A healthful dietary pattern may effectively turn back the clock for aging arteries and blunt the dramatic age-related rise in the prevalence of hypertension seen in the United States and other industrialized countries.

That’s been suspected for decades on the basis of epidemiologic studies. More than 80 years ago, for example, observers reported that German vegetarian Trappist monks didn’t experience the classic blood pressure rise with age, while German meat-eating Benedictine monks did (Med. Klin. 1930;25:929-31).

Only much more recently, however, have randomized controlled dietary trials been performed making the same point. The two most extensively studied and best-established of these healthful dietary patterns are the Dietary Approaches to Stop Hypertension (DASH) low-sodium diet and variations of the Mediterranean diet.

Dr. Frank Sacks

"To be provocative, you could say the DASH diet and low sodium abolishes 30 years of blood pressure aging in 4 weeks," said Dr. Frank M. Sacks, professor of cardiovascular disease prevention at the Harvard School of Public Health, Boston.

This was demonstrated when he and his colleagues randomized 412 subjects, ages 23-76, 41% of whom had stage 1 hypertension, to follow a DASH diet or a typical American diet for 90 days. During that period, subjects in each group were randomly assigned to a high-, intermediate-, or low-sodium diet for 30 days each in crossover fashion. Their weight was held constant by manipulating caloric consumption.

During the 30 days of high sodium intake (3.5 g per day), the slope for mean systolic blood pressure in the control group rose by 0.33 mm Hg per year of life.

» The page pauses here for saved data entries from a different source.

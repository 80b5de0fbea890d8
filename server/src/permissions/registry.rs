//! Permission registry.
//!
//! The closed catalog of permission tokens known to the console. Tokens are
//! namespaced by admin type and resource, e.g. `brand:billing:view`, or end in
//! a wildcard segment, e.g. `owner:*`.

use std::borrow::Cow;
use std::fmt;
use std::sync::LazyLock;

use regex::Regex;
use serde::{Deserialize, Serialize};

/// Grammar for a permission token: two or more colon-separated segments,
/// the last of which may be `*`.
static TOKEN_GRAMMAR: LazyLock<Regex> = LazyLock::new(|| {
    Regex::new(r"^[a-z0-9_]+(?::[a-z0-9_]+)*:(?:[a-z0-9_]+|\*)$")
        .expect("permission token grammar is a valid regex")
});

macro_rules! permission_catalog {
    ($( $(#[$meta:meta])* $name:ident => $token:literal, $desc:literal; )+) => {
        /// Symbolic name of a registered permission.
        #[derive(Debug, Clone, Copy, PartialEq, Eq, Hash, Serialize, Deserialize)]
        #[serde(rename_all = "snake_case")]
        pub enum PermissionName {
            $( $(#[$meta])* $name, )+
        }

        impl PermissionName {
            /// Returns the token string for this permission.
            #[must_use]
            pub const fn token(&self) -> &'static str {
                match self {
                    $( Self::$name => $token, )+
                }
            }

            /// Returns a human-readable description of the permission.
            #[must_use]
            pub const fn description(&self) -> &'static str {
                match self {
                    $( Self::$name => $desc, )+
                }
            }

            /// Returns every registered permission, in catalog order.
            #[must_use]
            pub const fn all() -> &'static [Self] {
                &[ $( Self::$name, )+ ]
            }
        }
    };
}

permission_catalog! {
    // === Brand ===
    /// Every brand permission
    BrandAll => "brand:*", "Full access to the brand console";
    BrandDashboardView => "brand:dashboard:view", "View the brand dashboard";
    BrandAnalyticsView => "brand:analytics:view", "View brand analytics";
    BrandCampaignsView => "brand:campaigns:view", "View campaigns";
    BrandCampaignsManage => "brand:campaigns:manage", "Create and edit campaigns";
    BrandCouponsView => "brand:coupons:view", "View brand coupons";
    BrandCouponsManage => "brand:coupons:manage", "Create and edit brand coupons";
    BrandTeamView => "brand:team:view", "View brand team members";
    BrandTeamManage => "brand:team:manage", "Invite and remove brand team members";
    BrandBillingView => "brand:billing:view", "View brand invoices and plan";
    BrandBillingManage => "brand:billing:manage", "Change brand plan and payment method";
    BrandSettingsManage => "brand:settings:manage", "Edit brand settings";

    // === Agency ===
    /// Every agency permission
    AgencyAll => "agency:*", "Full access to the agency console";
    AgencyDashboardView => "agency:dashboard:view", "View the agency dashboard";
    /// Every action on managed brands
    AgencyBrandsAll => "agency:brands:*", "Full access to managed brands";
    AgencyBrandsView => "agency:brands:view", "View managed brands";
    AgencyBrandsManage => "agency:brands:manage", "Edit managed brands";
    AgencyBrandsDelete => "agency:brands:delete", "Remove managed brands";
    AgencyTemplatesView => "agency:templates:view", "View templates";
    AgencyTemplatesManage => "agency:templates:manage", "Create and edit templates";
    AgencyTeamView => "agency:team:view", "View agency team members";
    AgencyTeamManage => "agency:team:manage", "Invite and remove agency team members";
    AgencyBillingView => "agency:billing:view", "View agency invoices";
    AgencyReportsView => "agency:reports:view", "View cross-brand reports";

    // === Owner ===
    /// Every platform owner permission
    OwnerAll => "owner:*", "Full platform access";
    OwnerDashboardView => "owner:dashboard:view", "View the platform dashboard";
    OwnerTenantsView => "owner:tenants:view", "View tenants";
    OwnerTenantsManage => "owner:tenants:manage", "Create, suspend and edit tenants";
    OwnerUsersView => "owner:users:view", "View platform users";
    OwnerUsersManage => "owner:users:manage", "Edit and deactivate platform users";
    OwnerRolesView => "owner:roles:view", "View roles and their permissions";
    OwnerRolesManage => "owner:roles:manage", "Edit roles and their permissions";
    OwnerCouponsView => "owner:coupons:view", "View platform coupons";
    OwnerCouponsManage => "owner:coupons:manage", "Create and edit platform coupons";
    OwnerFaqsView => "owner:faqs:view", "View FAQ entries";
    OwnerFaqsManage => "owner:faqs:manage", "Create and edit FAQ entries";
    OwnerSubscriptionsView => "owner:subscriptions:view", "View subscriptions";
    OwnerSubscriptionsManage => "owner:subscriptions:manage", "Change and cancel subscriptions";
    OwnerBillingView => "owner:billing:view", "View platform revenue and invoices";
    OwnerBillingManage => "owner:billing:manage", "Issue refunds and adjust invoices";
    OwnerSettingsManage => "owner:settings:manage", "Edit platform settings";
}

impl PermissionName {
    /// Whether this permission is a wildcard grant.
    #[must_use]
    pub fn is_wildcard(&self) -> bool {
        self.token().ends_with(":*")
    }
}

impl fmt::Display for PermissionName {
    fn fmt(&self, f: &mut fmt::Formatter<'_>) -> fmt::Result {
        f.write_str(self.token())
    }
}

/// Look up the symbolic name of a registered token.
#[must_use]
pub fn lookup(token: &str) -> Option<PermissionName> {
    PermissionName::all()
        .iter()
        .copied()
        .find(|name| name.token() == token)
}

/// Whether `token` is part of the catalog.
#[must_use]
pub fn is_registered(token: &str) -> bool {
    lookup(token).is_some()
}

/// Whether `token` follows the `segment(":"segment)+` grammar.
#[must_use]
pub fn is_well_formed(token: &str) -> bool {
    TOKEN_GRAMMAR.is_match(token)
}

/// A permission token as carried by sessions and role grants.
///
/// Tokens are opaque strings compared by value. A token outside the
/// catalog is still representable; it simply never matches anything
/// but itself.
#[derive(Debug, Clone, PartialEq, Eq, Hash, PartialOrd, Ord, Serialize, Deserialize)]
#[serde(transparent)]
pub struct Permission(Cow<'static, str>);

impl Permission {
    pub fn new(token: impl Into<Cow<'static, str>>) -> Self {
        Self(token.into())
    }

    #[must_use]
    pub fn as_str(&self) -> &str {
        &self.0
    }

    /// Whether this token ends in the `:*` wildcard segment.
    #[must_use]
    pub fn is_wildcard(&self) -> bool {
        self.0.ends_with(":*")
    }

    /// The catalog entry for this token, if any.
    #[must_use]
    pub fn name(&self) -> Option<PermissionName> {
        lookup(&self.0)
    }
}

impl AsRef<str> for Permission {
    fn as_ref(&self) -> &str {
        &self.0
    }
}

impl fmt::Display for Permission {
    fn fmt(&self, f: &mut fmt::Formatter<'_>) -> fmt::Result {
        f.write_str(&self.0)
    }
}

impl From<PermissionName> for Permission {
    fn from(name: PermissionName) -> Self {
        Self(Cow::Borrowed(name.token()))
    }
}

impl From<&'static str> for Permission {
    fn from(token: &'static str) -> Self {
        Self(Cow::Borrowed(token))
    }
}

impl From<String> for Permission {
    fn from(token: String) -> Self {
        Self(Cow::Owned(token))
    }
}

impl PartialEq<str> for Permission {
    fn eq(&self, other: &str) -> bool {
        self.as_str() == other
    }
}

impl PartialEq<&str> for Permission {
    fn eq(&self, other: &&str) -> bool {
        self.as_str() == *other
    }
}
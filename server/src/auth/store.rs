//! In-memory session store.
//!
//! A session not used for longer than the idle TTL is discarded on its next
//! lookup or by the next `purge_expired` sweep.

use std::time::{Duration, Instant};

use dashmap::DashMap;
use uuid::Uuid;

use crate::permissions::Session;

struct StoredSession {
    session: Session,
    last_seen: Instant,
}

impl StoredSession {
    fn is_expired(&self, ttl: Duration, now: Instant) -> bool {
        now.duration_since(self.last_seen) > ttl
    }
}

/// Thread-safe map of active sessions keyed by session id.
pub struct SessionStore {
    sessions: DashMap<Uuid, StoredSession>,
    ttl: Duration,
}

impl SessionStore {
    /// Create an empty store with the given idle TTL.
    pub fn new(ttl: Duration) -> Self {
        Self {
            sessions: DashMap::new(),
            ttl,
        }
    }

    /// Store a new session, replacing any with the same id.
    pub fn insert(&self, session: Session) {
        self.sessions.insert(
            session.id,
            StoredSession {
                session,
                last_seen: Instant::now(),
            },
        );
    }

    /// Look up a live session and mark it as used.
    pub fn get(&self, id: Uuid) -> Option<Session> {
        let now = Instant::now();
        let mut entry = self.sessions.get_mut(&id)?;
        if entry.is_expired(self.ttl, now) {
            drop(entry);
            self.sessions.remove(&id);
            tracing::debug!(session_id = %id, "Session expired");
            return None;
        }
        entry.last_seen = now;
        Some(entry.session.clone())
    }

    /// Replace an existing session, e.g. after a context switch.
    ///
    /// Returns `false` if the session is no longer live.
    pub fn replace(&self, session: Session) -> bool {
        let now = Instant::now();
        let Some(mut entry) = self.sessions.get_mut(&session.id) else {
            return false;
        };
        if entry.is_expired(self.ttl, now) {
            drop(entry);
            self.sessions.remove(&session.id);
            return false;
        }
        entry.session = session;
        entry.last_seen = now;
        true
    }

    /// Remove a session, returning it if it was present.
    pub fn remove(&self, id: Uuid) -> Option<Session> {
        self.sessions.remove(&id).map(|(_, stored)| stored.session)
    }

    /// Drop every expired session. Returns how many were removed.
    pub fn purge_expired(&self) -> usize {
        let now = Instant::now();
        let before = self.sessions.len();
        self.sessions
            .retain(|_, stored| !stored.is_expired(self.ttl, now));
        before.saturating_sub(self.sessions.len())
    }

    /// Number of stored sessions, including expired ones not yet purged.
    pub fn len(&self) -> usize {
        self.sessions.len()
    }

    pub fn is_empty(&self) -> bool {
        self.sessions.is_empty()
    }
}
//! Session-scoped permission checks.
//!
//! A `Session` carries the permission snapshot derived for a user at login
//! or context switch. It is passed explicitly to every check; there is no
//! ambient "current user".

use chrono::{DateTime, Utc};
use console_common::{AdminType, SessionUser};
use thiserror::Error;
use uuid::Uuid;

use super::evaluator;
use super::registry::Permission;
use super::roles::{RoleKey, RolePermissionMap};

/// Token that grants every check on a session, regardless of what is
/// required.
pub const SUPER_ADMIN_PERMISSION: &str = "owner:*";

/// Permission check errors.
#[derive(Debug, Clone, PartialEq, Eq, Error)]
pub enum PermissionError {
    /// Session lacks the required permission.
    #[error("Missing permission: {0}")]
    MissingPermission(String),

    /// Session satisfies none of the listed permissions.
    #[error("Missing any of: {}", .0.join(", "))]
    MissingAny(Vec<String>),
}

/// An authenticated console session.
#[derive(Debug, Clone)]
pub struct Session {
    /// Opaque session identifier.
    pub id: Uuid,
    /// The signed-in user.
    pub user: SessionUser,
    /// Active admin type.
    pub admin_type: AdminType,
    /// Active role within `admin_type`.
    pub role: String,
    /// Snapshot of the role's grants taken when the context was established.
    pub permissions: Vec<Permission>,
    /// When the current context was established.
    pub established_at: DateTime<Utc>,
}

impl Session {
    /// Derive a session for `user` acting as `role` within `admin_type`.
    ///
    /// The role's grants are copied once; an unregistered role yields an
    /// empty snapshot.
    #[must_use]
    pub fn establish(
        user: SessionUser,
        admin_type: AdminType,
        role: &str,
        roles: &RolePermissionMap,
    ) -> Self {
        Self {
            id: Uuid::now_v7(),
            user,
            admin_type,
            role: role.to_string(),
            permissions: roles.permissions_for(admin_type.as_str(), role),
            established_at: Utc::now(),
        }
    }

    /// Switch to another admin type and role, keeping the session id and
    /// user. The permission snapshot is re-derived.
    #[must_use]
    pub fn switch_context(
        &self,
        admin_type: AdminType,
        role: &str,
        roles: &RolePermissionMap,
    ) -> Self {
        Self {
            id: self.id,
            user: self.user.clone(),
            admin_type,
            role: role.to_string(),
            permissions: roles.permissions_for(admin_type.as_str(), role),
            established_at: Utc::now(),
        }
    }

    /// The role key this session acts under.
    #[must_use]
    pub fn role_key(&self) -> RoleKey {
        RoleKey::new(self.admin_type.as_str(), self.role.as_str())
    }

    /// Whether the snapshot holds the literal super-admin token.
    #[must_use]
    pub fn is_super_admin(&self) -> bool {
        self.permissions.iter().any(|p| p == SUPER_ADMIN_PERMISSION)
    }

    /// Check a single required permission.
    #[must_use]
    pub fn has_permission(&self, required: &str) -> bool {
        self.is_super_admin() || evaluator::has_permission(&self.permissions, required)
    }

    /// Check that at least one of `required` is granted.
    ///
    /// Super admins pass even when `required` is empty.
    #[must_use]
    pub fn has_any_permission<R: AsRef<str>>(&self, required: &[R]) -> bool {
        self.is_super_admin() || evaluator::has_any_permission(&self.permissions, required)
    }

    /// Check that every one of `required` is granted.
    #[must_use]
    pub fn has_all_permissions<R: AsRef<str>>(&self, required: &[R]) -> bool {
        self.is_super_admin() || evaluator::has_all_permissions(&self.permissions, required)
    }

    /// Require a single permission, for route and action guards.
    pub fn require_permission(&self, required: &str) -> Result<(), PermissionError> {
        if self.has_permission(required) {
            Ok(())
        } else {
            tracing::debug!(
                session_id = %self.id,
                role = %self.role_key(),
                required,
                "Permission denied"
            );
            Err(PermissionError::MissingPermission(required.to_string()))
        }
    }

    /// Require at least one of `required`.
    pub fn require_any_permission<R: AsRef<str>>(
        &self,
        required: &[R],
    ) -> Result<(), PermissionError> {
        if self.has_any_permission(required) {
            Ok(())
        } else {
            let required: Vec<String> = required.iter().map(|r| r.as_ref().to_string()).collect();
            tracing::debug!(
                session_id = %self.id,
                role = %self.role_key(),
                ?required,
                "Permission denied"
            );
            Err(PermissionError::MissingAny(required))
        }
    }
}
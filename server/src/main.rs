//! Admin Console Server - Main Entry Point

use anyhow::Result;
use tracing::info;

use console_server::{api, config};

#[tokio::main]
async fn main() -> Result<()> {
    // Initialize tracing
    tracing_subscriber::fmt()
        .with_env_filter(
            tracing_subscriber::EnvFilter::try_from_default_env()
                .unwrap_or_else(|_| "console_server=debug,tower_http=debug".into()),
        )
        .json()
        .init();

    // Load configuration
    dotenvy::dotenv().ok();
    let config = config::Config::from_env()?;

    info!(
        version = env!("CARGO_PKG_VERSION"),
        "Starting Admin Console Server"
    );

    // Role grants are fixed for the lifetime of the process
    let roles = config.load_role_map()?;
    info!(
        roles = roles.len(),
        source = config
            .role_map_path
            .as_ref()
            .map_or_else(|| "builtin".to_string(), |p| p.display().to_string()),
        "Role map loaded"
    );

    // Build application state
    let state = api::AppState::new(config.clone(), roles);

    // Periodically drop idle sessions
    let sessions = state.sessions.clone();
    let sweep_every = config.session_ttl().max(std::time::Duration::from_secs(1));
    tokio::spawn(async move {
        let mut interval = tokio::time::interval(sweep_every);
        loop {
            interval.tick().await;
            let purged = sessions.purge_expired();
            if purged > 0 {
                tracing::debug!(purged, "Expired sessions purged");
            }
        }
    });

    // Build router
    let app = api::create_router(state);

    // Start server
    let listener = tokio::net::TcpListener::bind(&config.bind_address).await?;
    info!(address = %config.bind_address, "Server listening");

    // Graceful shutdown handler
    let shutdown_signal = async {
        tokio::signal::ctrl_c()
            .await
            .expect("Failed to install CTRL+C signal handler");
        info!("Received shutdown signal, cleaning up...");
    };

    axum::serve(listener, app)
        .with_graceful_shutdown(shutdown_signal)
        .await?;

    info!("Server shutdown complete");
    Ok(())
}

In contrast, the slope for the DASH diet group while on a low-sodium diet of 1.2 g/day was 0 mm Hg per year. That is, mean systolic blood pressure during that month was 125 mm Hg in subjects in the oldest quintile, ages 55-76, and exactly the same in participants in the youngest quintile, ages 23-41 (Am. J. Cardiol. 2004;94:222-7).

"That’s because the effects of diet are much stronger in older people than younger people. The good effect of diet is stronger, but the bad effect is stronger, too," said Dr. Sacks, chair of the steering committee for the National Heart, Lung, and Blood Institute–sponsored DASH-Sodium trial.

Indeed, among study participants older than age 45 years with mild hypertension, the switch from the control diet with high salt intake to a month of the DASH diet with low salt intake resulted in a 15 mm Hg reduction in mean systolic blood pressure.

"That’s rather huge for a dietary therapy with no weight loss. The effect was about double the blood pressure reduction seen with the DASH diet and low sodium in the younger hypertensives," he notes.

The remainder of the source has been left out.